The agreement affirms the need to decarbonize the global economy over the course of the century, decarbonizing the G7’s own energy sectors by 2050. Decarbonization should proceed at a faster pace, but even the current targets will require a massive shift of investments away from fossil fuels and towards renewable energy. The 2050 target also acknowledges the importance of rich countries leading this transition while providing the resources necessary for developing countries to leapfrog dirty energy sources. As resources flow in the right direction, and the price of renewables continues to drop, the world must get off fossil fuels completely as soon as possible.
Even the current 35-year time horizon for G7 decarbonization is less than the lifespan of most fossil fuel infrastructure, particularly new coal-fired power plants or major pipelines such as Keystone XL. The commitment should serve as a dire warning for investors considering new dirty projects, like the Galilee Basin coal mines in Australia, or investors who continue to hold shares in companies such as Exxon and Chevron, who refuse to acknowledge their climate risk and continue to spend massively on high carbon projects.
“If President Obama wants to live up to the rhetoric we’re seeing out of Germany, he’ll need to start doing everything in his power to keep fossil fuels in the ground. He can begin by rejecting the Keystone XL pipeline and ending coal, oil and gas development on public lands. Building new fossil fuel infrastructure is completely at odds with the decarbonization goals set at this G7 meeting,” continued Boeve.
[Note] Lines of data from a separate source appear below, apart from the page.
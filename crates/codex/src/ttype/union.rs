use std::fmt;

use serde::Deserialize;
use serde::Serialize;

use augur_atom::AtomMap;
use augur_atom::AtomSet;

use crate::metadata::CodeBase;
use crate::names::NameContext;
use crate::ttype::NativeType;
use crate::ttype::Type;
use crate::ttype::split_top_level;

/// An unordered set of atomic types.
///
/// The union is the fundamental currency of the type system: every
/// expression infers to one, and every declared signature stores one. An
/// empty union means "nothing known"; it casts to and from anything so
/// unknowns never cascade into spurious diagnostics.
#[derive(Debug, Clone, Default, PartialEq, Eq, Hash, Serialize, Deserialize)]
pub struct UnionType {
    types: Vec<Type>,
}

impl UnionType {
    /// The empty union.
    #[inline]
    #[must_use]
    pub fn empty() -> UnionType {
        UnionType { types: Vec::new() }
    }

    /// A union of a single type.
    #[inline]
    #[must_use]
    pub fn of(single: Type) -> UnionType {
        UnionType { types: vec![single] }
    }

    #[inline]
    #[must_use]
    pub fn of_native(native: NativeType) -> UnionType {
        UnionType::of(Type::Native(native))
    }

    /// Builds a union from a list of types, deduplicating.
    #[must_use]
    pub fn from_types(types: impl IntoIterator<Item = Type>) -> UnionType {
        let mut union = UnionType::empty();
        for t in types {
            union.add_type(t);
        }
        union
    }

    /// Parses a `|`-separated type expression in a name-resolution context.
    ///
    /// Unparseable pieces are dropped; an entirely unparseable string
    /// yields the empty union.
    #[must_use]
    pub fn from_string_in_context(source: &str, context: &NameContext, templates: &AtomSet) -> UnionType {
        let mut union = UnionType::empty();
        for piece in split_top_level(source, '|') {
            // `?T` is shorthand for `T|null`.
            let (piece, nullable) = match piece.strip_prefix('?') {
                Some(rest) => (rest, true),
                None => (piece, false),
            };

            if let Some(parsed) = Type::from_string_in_context(piece, context, templates) {
                union.add_type(parsed);
                if nullable {
                    union.add_type(Type::Native(NativeType::Null));
                }
            }
        }
        union
    }

    #[inline]
    #[must_use]
    pub fn is_empty(&self) -> bool {
        self.types.is_empty()
    }

    #[inline]
    #[must_use]
    pub fn len(&self) -> usize {
        self.types.len()
    }

    #[inline]
    #[must_use]
    pub fn types(&self) -> &[Type] {
        &self.types
    }

    /// Adds a type unless an equal one is already present.
    pub fn add_type(&mut self, new_type: Type) {
        if !self.types.contains(&new_type) {
            self.types.push(new_type);
        }
    }

    /// Adds every type of another union.
    pub fn add_union(&mut self, other: &UnionType) {
        for t in &other.types {
            if !self.types.contains(t) {
                self.types.push(t.clone());
            }
        }
    }

    pub fn remove_type(&mut self, target: &Type) {
        self.types.retain(|t| t != target);
    }

    #[inline]
    #[must_use]
    pub fn has_type(&self, target: &Type) -> bool {
        self.types.contains(target)
    }

    #[inline]
    #[must_use]
    pub fn has_native(&self, native: NativeType) -> bool {
        self.types.iter().any(|t| t.is_native(native))
    }

    /// Whether any contained type is, or nests, a template placeholder.
    #[must_use]
    pub fn has_template_type(&self) -> bool {
        fn type_has_template(t: &Type) -> bool {
            match t {
                Type::Template(_) => true,
                Type::GenericArray(element) => type_has_template(element),
                Type::ClassInstance { parameters, .. } => parameters.iter().any(UnionType::has_template_type),
                _ => false,
            }
        }

        self.types.iter().any(type_has_template)
    }

    #[inline]
    #[must_use]
    pub fn has_static_type(&self) -> bool {
        self.has_native(NativeType::Static)
    }

    /// Whether every contained type is a class instance.
    #[must_use]
    pub fn is_exclusively_class_instances(&self) -> bool {
        !self.is_empty() && self.types.iter().all(|t| matches!(t, Type::ClassInstance { .. }))
    }

    /// The class FQSENs contained in this union.
    #[must_use]
    pub fn class_fqsens(&self) -> Vec<crate::fqsen::ClassFqsen> {
        self.types.iter().filter_map(Type::class_fqsen).collect()
    }

    /// Wraps each contained type as the element type of a generic array.
    #[must_use]
    pub fn as_generic_array_types(&self) -> UnionType {
        UnionType::from_types(self.types.iter().cloned().map(Type::generic_array))
    }

    /// Unwraps the element types of the contained generic arrays.
    ///
    /// A plain `array` contributes `mixed`, since its elements are unknown.
    #[must_use]
    pub fn generic_array_element_types(&self) -> UnionType {
        let mut union = UnionType::empty();
        for t in &self.types {
            match t {
                Type::GenericArray(element) => union.add_type((**element).clone()),
                Type::Native(NativeType::Array) => union.add_type(Type::Native(NativeType::Mixed)),
                _ => {}
            }
        }
        union
    }

    /// Expands class types with every ancestor class as an additional type.
    ///
    /// The ancestor walk is transitive and cycle-safe. Used wherever a
    /// covariance check needs the full ancestry on the left-hand side.
    #[must_use]
    pub fn as_expanded_types(&self, codebase: &CodeBase) -> UnionType {
        let mut union = self.clone();
        for t in &self.types {
            let Some(fqsen) = t.class_fqsen() else {
                continue;
            };

            for ancestor in codebase.ancestor_fqsens(fqsen) {
                union.add_type(Type::class(ancestor));
            }
        }
        union
    }

    /// Substitutes template placeholders with concrete unions.
    ///
    /// Substitution is one-pass: the map's values must not themselves
    /// contain template types.
    #[must_use]
    pub fn with_template_parameter_type_map(&self, map: &AtomMap<UnionType>) -> UnionType {
        fn substitute(t: &Type, map: &AtomMap<UnionType>, into: &mut UnionType) {
            match t {
                Type::Template(name) => match map.get(name) {
                    Some(replacement) => into.add_union(replacement),
                    None => into.add_type(t.clone()),
                },
                Type::GenericArray(element) => {
                    let mut elements = UnionType::empty();
                    substitute(element, map, &mut elements);
                    for element in elements.types {
                        into.add_type(Type::generic_array(element));
                    }
                }
                Type::ClassInstance { fqsen, parameters } => {
                    let parameters =
                        parameters.iter().map(|parameter| parameter.with_template_parameter_type_map(map)).collect();
                    into.add_type(Type::ClassInstance { fqsen: *fqsen, parameters });
                }
                _ => into.add_type(t.clone()),
            }
        }

        let mut union = UnionType::empty();
        for t in &self.types {
            substitute(t, map, &mut union);
        }
        union
    }

    /// The can-cast-to relation between unions.
    ///
    /// True iff every type on the left can cast to some type on the right,
    /// with native coercion rules and ancestor walks for class types. An
    /// empty side makes the check vacuously true.
    #[must_use]
    pub fn can_cast_to_union(&self, target: &UnionType, codebase: &CodeBase) -> bool {
        if self.is_empty() || target.is_empty() {
            return true;
        }

        self.types.iter().all(|t| target.types.iter().any(|r| type_can_cast_to_type(t, r, codebase)))
    }
}

impl fmt::Display for UnionType {
    fn fmt(&self, f: &mut fmt::Formatter<'_>) -> fmt::Result {
        let mut rendered: Vec<String> = self.types.iter().map(Type::to_string).collect();
        rendered.sort();
        f.write_str(&rendered.join("|"))
    }
}

impl From<Type> for UnionType {
    fn from(single: Type) -> UnionType {
        UnionType::of(single)
    }
}

/// The can-cast-to relation between atomic types.
fn type_can_cast_to_type(from: &Type, to: &Type, codebase: &CodeBase) -> bool {
    if from == to {
        return true;
    }

    if from.is_native(NativeType::Mixed) || to.is_native(NativeType::Mixed) {
        return true;
    }

    // null coerces to anything in weak mode.
    if from.is_native(NativeType::Null) {
        return true;
    }

    match (from, to) {
        (Type::Native(from_native), Type::Native(to_native)) => native_can_cast(*from_native, *to_native),

        (Type::GenericArray(from_element), Type::GenericArray(to_element)) => {
            type_can_cast_to_type(from_element, to_element, codebase)
        }
        (Type::GenericArray(_), Type::Native(NativeType::Array)) => true,

        (Type::ClosureCallable(_), Type::Native(NativeType::Callable)) => true,

        (Type::ClassInstance { .. }, Type::Native(NativeType::Object)) => true,
        (Type::ClassInstance { fqsen, .. }, Type::Native(NativeType::Callable)) => {
            fqsen.names_same_class(crate::fqsen::ClassFqsen::from_full_name("\\Closure"))
        }
        (Type::Native(NativeType::Static), Type::Native(NativeType::Object)) => true,

        (Type::ClassInstance { fqsen: from_fqsen, .. }, Type::ClassInstance { fqsen: to_fqsen, .. }) => {
            from_fqsen.names_same_class(*to_fqsen) || codebase.is_ancestor(*to_fqsen, *from_fqsen)
        }

        _ => false,
    }
}

/// The built-in native coercion table.
fn native_can_cast(from: NativeType, to: NativeType) -> bool {
    match (from, to) {
        (NativeType::Int, NativeType::Float) | (NativeType::Float, NativeType::Int) => true,
        (NativeType::Int | NativeType::Float | NativeType::Bool | NativeType::Null, NativeType::String) => true,
        (_, NativeType::Bool) => true,
        _ => false,
    }
}

#[cfg(test)]
mod tests {
    use augur_atom::atom;

    use crate::fqsen::ClassFqsen;

    use super::*;

    fn int() -> Type {
        Type::Native(NativeType::Int)
    }

    fn string() -> Type {
        Type::Native(NativeType::String)
    }

    #[test]
    fn test_set_semantics() {
        let mut union = UnionType::empty();
        union.add_type(int());
        union.add_type(int());
        union.add_type(string());

        assert_eq!(union.len(), 2);

        union.remove_type(&int());
        assert!(!union.has_type(&int()));
        assert!(union.has_type(&string()));
    }

    #[test]
    fn test_cast_reflexivity() {
        let codebase = CodeBase::new();
        for t in [int(), string(), Type::generic_array(int()), Type::class(ClassFqsen::from_full_name("\\A"))] {
            let union = UnionType::of(t);
            assert!(union.can_cast_to_union(&union, &codebase), "{union} should cast to itself");
        }
    }

    #[test]
    fn test_native_coercions() {
        let codebase = CodeBase::new();

        assert!(UnionType::of(int()).can_cast_to_union(&UnionType::of_native(NativeType::Float), &codebase));
        assert!(UnionType::of_native(NativeType::Float).can_cast_to_union(&UnionType::of(int()), &codebase));
        assert!(UnionType::of(int()).can_cast_to_union(&UnionType::of(string()), &codebase));
        assert!(UnionType::of_native(NativeType::Null).can_cast_to_union(&UnionType::of(int()), &codebase));

        assert!(!UnionType::of(string()).can_cast_to_union(&UnionType::of(int()), &codebase));
        assert!(!UnionType::of_native(NativeType::Array).can_cast_to_union(&UnionType::of(string()), &codebase));
    }

    #[test]
    fn test_mixed_casts_both_ways() {
        let codebase = CodeBase::new();
        let mixed = UnionType::of_native(NativeType::Mixed);

        assert!(UnionType::of(string()).can_cast_to_union(&mixed, &codebase));
        assert!(mixed.can_cast_to_union(&UnionType::of(string()), &codebase));
    }

    #[test]
    fn test_generic_array_wrap_and_unwrap() {
        let union = UnionType::from_types([int(), string()]);
        let wrapped = union.as_generic_array_types();

        assert!(wrapped.has_type(&Type::generic_array(int())));
        assert!(wrapped.has_type(&Type::generic_array(string())));

        let unwrapped = wrapped.generic_array_element_types();
        assert_eq!(unwrapped, union);
    }

    #[test]
    fn test_plain_array_elements_are_mixed() {
        let union = UnionType::of_native(NativeType::Array);
        assert_eq!(union.generic_array_element_types(), UnionType::of_native(NativeType::Mixed));
    }

    #[test]
    fn test_generic_array_cast_recurses_elements() {
        let codebase = CodeBase::new();
        let ints = UnionType::of(Type::generic_array(int()));
        let floats = UnionType::of(Type::generic_array(Type::Native(NativeType::Float)));
        let strings = UnionType::of(Type::generic_array(string()));

        assert!(ints.can_cast_to_union(&floats, &codebase));
        assert!(!strings.can_cast_to_union(&UnionType::of(Type::generic_array(int())), &codebase));
        assert!(ints.can_cast_to_union(&UnionType::of_native(NativeType::Array), &codebase));
    }

    #[test]
    fn test_template_substitution() {
        let mut union = UnionType::empty();
        union.add_type(Type::Template(atom("T")));
        union.add_type(Type::generic_array(Type::Template(atom("T"))));
        union.add_type(string());

        let mut map = AtomMap::default();
        map.insert(atom("T"), UnionType::of(int()));

        let substituted = union.with_template_parameter_type_map(&map);

        assert!(substituted.has_type(&int()));
        assert!(substituted.has_type(&Type::generic_array(int())));
        assert!(substituted.has_type(&string()));
        assert!(!substituted.has_template_type());
    }

    #[test]
    fn test_unmapped_template_is_kept() {
        let union = UnionType::of(Type::Template(atom("U")));
        let substituted = union.with_template_parameter_type_map(&AtomMap::default());

        assert!(substituted.has_template_type());
    }

    #[test]
    fn test_parse_union_string() {
        let context = NameContext::new();
        let templates = AtomSet::default();

        let union = UnionType::from_string_in_context("int|string[]|\\Ns\\X", &context, &templates);

        assert!(union.has_type(&int()));
        assert!(union.has_type(&Type::generic_array(string())));
        assert!(union.has_type(&Type::class(ClassFqsen::from_full_name("\\Ns\\X"))));
    }

    #[test]
    fn test_parse_nullable_shorthand() {
        let context = NameContext::new();
        let templates = AtomSet::default();

        let union = UnionType::from_string_in_context("?int", &context, &templates);

        assert!(union.has_type(&int()));
        assert!(union.has_native(NativeType::Null));
    }

    #[test]
    fn test_display_is_sorted() {
        let union = UnionType::from_types([string(), int()]);
        assert_eq!(union.to_string(), "int|string");
    }
}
The G7 leaders also reaffirmed the need to sharply reduce greenhouse gas emissions, speaking of the need to meet the upper end of IPCC recommended emissions reductions scenarios in order to keep global warming below 2°C. More ambition is needed, but even these targets should send shivers down the spines of major fossil fuel companies. Scientists are clear that meeting the 2°C target will require leaving at least 80% of known fossil fuel reserves underground. Any new investments in extracting or finding new reserves will only further inflate a carbon bubble that is bound to burst.
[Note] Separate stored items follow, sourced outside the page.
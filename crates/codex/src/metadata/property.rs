use ahash::HashSet;
use serde::Deserialize;
use serde::Serialize;

use augur_atom::Atom;

use crate::fqsen::ClassElementFqsen;
use crate::metadata::flags::MetadataFlags;
use crate::metadata::flags::Visibility;
use crate::ttype::union::UnionType;

/// A declared (or synthesized) class property.
#[derive(Debug, Clone, PartialEq, Serialize, Deserialize)]
pub struct PropertyMetadata {
    pub name: Atom,
    /// The FQSEN the property is addressed by on its current class.
    pub fqsen: ClassElementFqsen,
    /// The FQSEN of the declaration the property originates from; differs
    /// from `fqsen` for inherited members.
    pub defining_fqsen: ClassElementFqsen,
    pub visibility: Visibility,
    pub flags: MetadataFlags,
    pub file: Atom,
    pub line: u32,
    /// Declared type ∪ `@var` type ∪ default value type, widened further by
    /// provable writes during analysis.
    pub union_type: UnionType,
    /// Source locations that reference this property.
    pub references: HashSet<(Atom, u32)>,
}

impl PropertyMetadata {
    #[must_use]
    pub fn new(fqsen: ClassElementFqsen, file: Atom, line: u32) -> Self {
        Self {
            name: fqsen.name,
            fqsen,
            defining_fqsen: fqsen,
            visibility: Visibility::Public,
            flags: MetadataFlags::empty(),
            file,
            line,
            union_type: UnionType::empty(),
            references: HashSet::default(),
        }
    }

    pub fn add_reference(&mut self, file: Atom, line: u32) {
        self.references.insert((file, line));
    }
}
G7 leaders also reiterated the need to phase out the fossil fuel subsidies, a push that will only gain momentum between now and the G20 summit in Turkey this November. The leaders also spoke of the need to support for adaptation efforts, provide insurance for hundreds of millions of people facing climate impacts, and secure climate finance for the post-2020 period–but the statement still lacked crucial details, and the necessary ambition, in each of these areas.
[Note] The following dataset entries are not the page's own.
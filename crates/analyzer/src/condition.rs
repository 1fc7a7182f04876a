//! Condition narrowing.
//!
//! Produces the context for the *true* branch of an `if` or ternary guard;
//! the false branch keeps the outer context. Recognized shapes:
//! `$v instanceof ClassName`, `is_<native>($v)`, and `empty($v)`.

use augur_ast::Node;
use augur_ast::NodeKind;
use augur_ast::flags;
use augur_atom::Atom;

use augur_codex::ttype::NativeType;
use augur_codex::ttype::Type;
use augur_codex::ttype::union::UnionType;

use crate::Analyzer;
use crate::context::Context;
use crate::context::scope::Variable;

impl Analyzer<'_> {
    /// Narrows variable types under the assumption the condition holds.
    pub(crate) fn narrow_condition(&mut self, context: &Context, condition: &Node) -> Context {
        match condition.kind {
            NodeKind::Instanceof => self.narrow_instanceof(context, condition),
            NodeKind::Call => self.narrow_type_assertion_call(context, condition),
            NodeKind::EmptyExpr => self.narrow_empty(context, condition),
            NodeKind::BinaryOp if condition.flags == flags::BINARY_BOOL_AND => {
                // Both conjuncts hold on the true path.
                let narrowed = match condition.child(0) {
                    Some(left) => self.narrow_condition(context, left),
                    None => context.clone(),
                };
                match condition.child(1) {
                    Some(right) => self.narrow_condition(&narrowed, right),
                    None => narrowed,
                }
            }
            _ => context.clone(),
        }
    }

    /// `$v instanceof ClassName` narrows `$v` to the class type.
    fn narrow_instanceof(&mut self, context: &Context, condition: &Node) -> Context {
        let Some(variable) = condition.child(0) else {
            return context.clone();
        };
        let Some(class_node) = condition.child(1) else {
            return context.clone();
        };
        let Some(name) = variable_name(variable) else {
            return context.clone();
        };

        let Ok(class_fqsen) = self.class_fqsen_of_name(context, class_node) else {
            return context.clone();
        };

        let mut scope = context.scope.clone();
        scope.set_variable(Variable::new(name, UnionType::of(Type::class(class_fqsen))));
        context.with_scope(scope)
    }

    /// `is_<native>($v)` overwrites `$v` with the asserted union; a generic
    /// array surviving an `is_array` check is unioned, not overwritten.
    fn narrow_type_assertion_call(&mut self, context: &Context, condition: &Node) -> Context {
        let Some(target) = condition.child(0) else {
            return context.clone();
        };
        let Some(function_name) = target.name.filter(|_| target.kind == NodeKind::Name) else {
            return context.clone();
        };
        let Some(variable) = condition.child(1).and_then(|arguments| arguments.child(0)) else {
            return context.clone();
        };
        let Some(name) = variable_name(variable) else {
            return context.clone();
        };

        let asserted = match function_name.as_str() {
            "is_int" | "is_integer" | "is_long" => UnionType::of_native(NativeType::Int),
            "is_string" => UnionType::of_native(NativeType::String),
            "is_bool" => UnionType::of_native(NativeType::Bool),
            "is_float" | "is_double" => UnionType::of_native(NativeType::Float),
            "is_array" => UnionType::of_native(NativeType::Array),
            "is_object" => UnionType::of_native(NativeType::Object),
            "is_callable" => UnionType::of_native(NativeType::Callable),
            "is_null" => UnionType::of_native(NativeType::Null),
            "is_resource" => UnionType::of_native(NativeType::Resource),
            "is_numeric" => UnionType::from_types([
                Type::Native(NativeType::Int),
                Type::Native(NativeType::Float),
                Type::Native(NativeType::String),
            ]),
            _ => return context.clone(),
        };

        let mut scope = context.scope.clone();
        let existing = scope.get_variable(name).map(|variable| variable.union_type.clone());

        let narrowed = match existing {
            Some(existing)
                if function_name.as_str() == "is_array"
                    && existing.types().iter().any(|t| matches!(t, Type::GenericArray(_))) =>
            {
                let mut union = existing;
                union.add_union(&asserted);
                union
            }
            _ => asserted,
        };

        scope.set_variable(Variable::new(name, narrowed));
        context.with_scope(scope)
    }

    /// On the true path of `empty($v)` the variable may be unset entirely;
    /// it is (re)defined with `null` in its union.
    fn narrow_empty(&mut self, context: &Context, condition: &Node) -> Context {
        let Some(variable) = condition.child(0) else {
            return context.clone();
        };
        let Some(name) = variable_name(variable) else {
            return context.clone();
        };

        let mut scope = context.scope.clone();
        let mut union = scope.get_variable(name).map(|variable| variable.union_type.clone()).unwrap_or_default();
        union.add_type(Type::Native(NativeType::Null));
        scope.set_variable(Variable::new(name, union));
        context.with_scope(scope)
    }
}

fn variable_name(node: &Node) -> Option<Atom> {
    if node.kind == NodeKind::Var { node.name } else { None }
}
Across the board, today’s broad brush strokes will all require a greater level of detail going forward. Despite the strong signals, the G7 countries real world commitments still leave much to be desired. They’ve set a destination, but still need to show a roadmap of how to get there. The G7’s short term plans are not in line with their long term goals: their efforts must be scaled up to meet the ambition that science and justice demand. As always, numbers speak louder than words, and the numbers must be increased in terms of finance and emissions reductions.
There is much more work left to be done, but today’s announcement helps set up Paris as a referendum on the future of the fossil fuel industry. The millions of people marching in cities around the world, and the hundreds of institutions who have committed to fossil fuel divestment, have made their decision. Politicians will have to do a great deal between now and Paris to catch up.